In Tierra del Fuego, as well as in the Falkland Islands,
made many observations on the lower marine animals, [11] but
they are of little general interest. I will mention only one
class of facts, relating to certain zoophytes in the more highly
organized division of that class. Several genera (Flustra,
Eschara, Cellaria, Crisia, and others) agree in having singular
moveable organs (like those of Flustra avicularia, found
in the European seas) attached to their cells. The organ, in
the greater number of cases, very closely resembles the head
of a vulture; but the lower mandible can be opened much
wider than in a real bird's beak. The head itself possessed
considerable powers of movement, by means of a short neck.
In one zoophyte the head itself was fixed, but the lower jaw
free: in another it was replaced by a triangular hood, with
beautifully-fitted trap-door, which evidently answered to the
lower mandible. In the greater number of species, each cell
was provided with one head, but in others each cell had two.

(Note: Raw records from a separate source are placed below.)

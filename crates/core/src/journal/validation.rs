//! Journal entry form validation.
//!
//! Validation never stops at the first problem: the report carries one error
//! per violated field or line, plus a single form-level balance error, so the
//! whole form can be annotated at once.

use std::fmt;

use serde::Serialize;

use super::amount::format_amount;
use super::line::{LedgerEntryLine, LineId};
use super::totals::EntryTotals;

/// Where a validation error belongs.
#[derive(Debug, Clone, Copy, PartialEq, Eq, Hash)]
pub enum ErrorField {
    /// Entry date.
    Date,
    /// Entry description.
    Description,
    /// Account number of a line.
    AccountNo(LineId),
    /// Account title of a line.
    AccountTitle(LineId),
    /// Debit/credit amount of a line.
    Amount(LineId),
    /// Whole-form debit/credit balance.
    Balance,
}

impl ErrorField {
    /// Stable key used to attach the error to an input.
    #[must_use]
    pub fn key(&self) -> String {
        match self {
            Self::Date => "date".to_string(),
            Self::Description => "description".to_string(),
            Self::AccountNo(id) => format!("accountNo_{id}"),
            Self::AccountTitle(id) => format!("accountTitle_{id}"),
            Self::Amount(id) => format!("amount_{id}"),
            Self::Balance => "balance".to_string(),
        }
    }
}

impl Serialize for ErrorField {
    fn serialize<S: serde::Serializer>(&self, serializer: S) -> Result<S::Ok, S::Error> {
        serializer.serialize_str(&self.key())
    }
}

/// A single validation failure.
#[derive(Debug, Clone, PartialEq, Eq, Serialize)]
pub struct FieldError {
    /// Field the error is attached to.
    pub field: ErrorField,
    /// Human-readable message.
    pub message: String,
}

/// Outcome of validating a journal entry form.
#[derive(Debug, Clone, Default, PartialEq, Eq, Serialize)]
pub struct ValidationReport {
    errors: Vec<FieldError>,
}

impl ValidationReport {
    fn push(&mut self, field: ErrorField, message: impl Into<String>) {
        self.errors.push(FieldError {
            field,
            message: message.into(),
        });
    }

    /// Returns true if no rule was violated.
    #[must_use]
    pub fn is_valid(&self) -> bool {
        self.errors.is_empty()
    }

    /// All errors, in form order.
    #[must_use]
    pub fn errors(&self) -> &[FieldError] {
        &self.errors
    }

    /// Number of errors.
    #[must_use]
    pub fn len(&self) -> usize {
        self.errors.len()
    }

    /// Returns true if there are no errors.
    #[must_use]
    pub fn is_empty(&self) -> bool {
        self.errors.is_empty()
    }

    /// Message attached to `field`, if any.
    #[must_use]
    pub fn message_for(&self, field: ErrorField) -> Option<&str> {
        self.errors
            .iter()
            .find(|e| e.field == field)
            .map(|e| e.message.as_str())
    }

    /// Returns true if `field` has an error.
    #[must_use]
    pub fn has(&self, field: ErrorField) -> bool {
        self.message_for(field).is_some()
    }
}

impl fmt::Display for ValidationReport {
    fn fmt(&self, f: &mut fmt::Formatter<'_>) -> fmt::Result {
        let messages: Vec<&str> = self.errors.iter().map(|e| e.message.as_str()).collect();
        write!(f, "{}", messages.join("; "))
    }
}

/// Checks the header fields, every line, and the overall balance.
#[must_use]
pub fn validate_form(
    date: &str,
    description: &str,
    lines: &[LedgerEntryLine],
    totals: &EntryTotals,
) -> ValidationReport {
    let mut report = ValidationReport::default();

    if date.trim().is_empty() {
        report.push(ErrorField::Date, "Date is required");
    }
    if description.trim().is_empty() {
        report.push(ErrorField::Description, "Description is required");
    }

    for line in lines {
        if line.account_no.trim().is_empty() {
            report.push(
                ErrorField::AccountNo(line.id),
                format!("Account number is required on line {}", line.line_no),
            );
        }
        if line.account_title.trim().is_empty() {
            report.push(
                ErrorField::AccountTitle(line.id),
                format!("Account title is required on line {}", line.line_no),
            );
        }
        if !line.has_amount() {
            report.push(
                ErrorField::Amount(line.id),
                format!("Line {} needs a debit or credit amount", line.line_no),
            );
        }
    }

    if totals.overflowed {
        report.push(ErrorField::Balance, "Amounts are too large to total");
    } else if !totals.amounts_match() {
        report.push(
            ErrorField::Balance,
            format!(
                "Debits ({}) must equal credits ({})",
                format_amount(totals.debit),
                format_amount(totals.credit)
            ),
        );
    }

    report
}
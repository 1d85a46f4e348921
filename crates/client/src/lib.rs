//! HTTP client for the Ledgerdesk accounting backend.
//!
//! Every call goes through [`PortalClient`], which is built from
//! [`ledgerdesk_shared::config::ApiConfig`] and an injected
//! [`ledgerdesk_shared::Session`]. Form logic lives in `ledgerdesk-core`;
//! this crate only moves it over the wire.

pub mod accounting;
pub mod auth;
pub mod client;
pub mod content;
pub mod dashboard;
pub mod error;
pub mod journal;
pub mod leads;
pub mod uploads;

pub use accounting::CreatedJournalEntry;
pub use auth::{LoggedInUser, Login};
pub use client::PortalClient;
pub use dashboard::Dashboard;
pub use error::{ClientError, ClientResult};
pub use journal::{JournalEntryController, JournalGateway};
pub use uploads::read_document;
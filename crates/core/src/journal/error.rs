//! Journal entry error types.

use thiserror::Error;

use super::line::LineId;
use super::validation::ValidationReport;

/// Errors raised by the journal entry form and its submit cycle.
#[derive(Debug, Clone, PartialEq, Eq, Error)]
pub enum JournalError {
    /// No line with this id exists in the form.
    #[error("Line {0} does not exist")]
    UnknownLine(LineId),

    /// The form failed validation; nothing was sent.
    #[error("Journal entry is invalid: {0}")]
    Invalid(ValidationReport),

    /// A submit is already waiting for the backend.
    #[error("A journal entry submission is already in progress")]
    SubmitInProgress,

    /// A submit outcome arrived while no submit was pending.
    #[error("No journal entry submission is in progress")]
    NotSubmitting,
}

impl JournalError {
    /// Returns the error code for display and logs.
    #[must_use]
    pub fn error_code(&self) -> &'static str {
        match self {
            Self::UnknownLine(_) => "UNKNOWN_LINE",
            Self::Invalid(_) => "INVALID_JOURNAL_ENTRY",
            Self::SubmitInProgress => "SUBMIT_IN_PROGRESS",
            Self::NotSubmitting => "NOT_SUBMITTING",
        }
    }

    /// Returns the validation report, if this is a validation failure.
    #[must_use]
    pub fn report(&self) -> Option<&ValidationReport> {
        match self {
            Self::Invalid(report) => Some(report),
            _ => None,
        }
    }
}
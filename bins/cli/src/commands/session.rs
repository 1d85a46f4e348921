use anyhow::{Context as _, Result};
use ledgerdesk_shared::Session;
use tracing::info;

use super::Context;

pub async fn login(ctx: &Context, email: &str, password: &str) -> Result<()> {
    // Log in from a clean slate so a stale token is never sent along.
    let mut client = ctx.client()?;
    client.set_session(Session::anonymous());

    let login = client.login(email, password).await?;
    ctx.store()
        .save(&login.session)
        .with_context(|| format!("failed to write {}", ctx.store().path().display()))?;
    info!(path = %ctx.store().path().display(), "session saved");

    let name = login
        .user
        .as_ref()
        .and_then(|u| u.name.as_deref())
        .unwrap_or(email);
    println!("Logged in as {name}");
    Ok(())
}

pub fn logout(ctx: &Context) -> Result<()> {
    ctx.store()
        .clear()
        .with_context(|| format!("failed to remove {}", ctx.store().path().display()))?;
    println!("Logged out");
    Ok(())
}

The young cells at the end of the branches of these corallines
contain quite immature polypi, yet the vulture-head
attached to them, though small, are in every respect perfect
When the polypus was removed by a needle from any of the
cells, these organs did not appear in the least affected. When
one of the vulture-like heads was cut off from the cell, the
lower mandible retained its power of opening and closing.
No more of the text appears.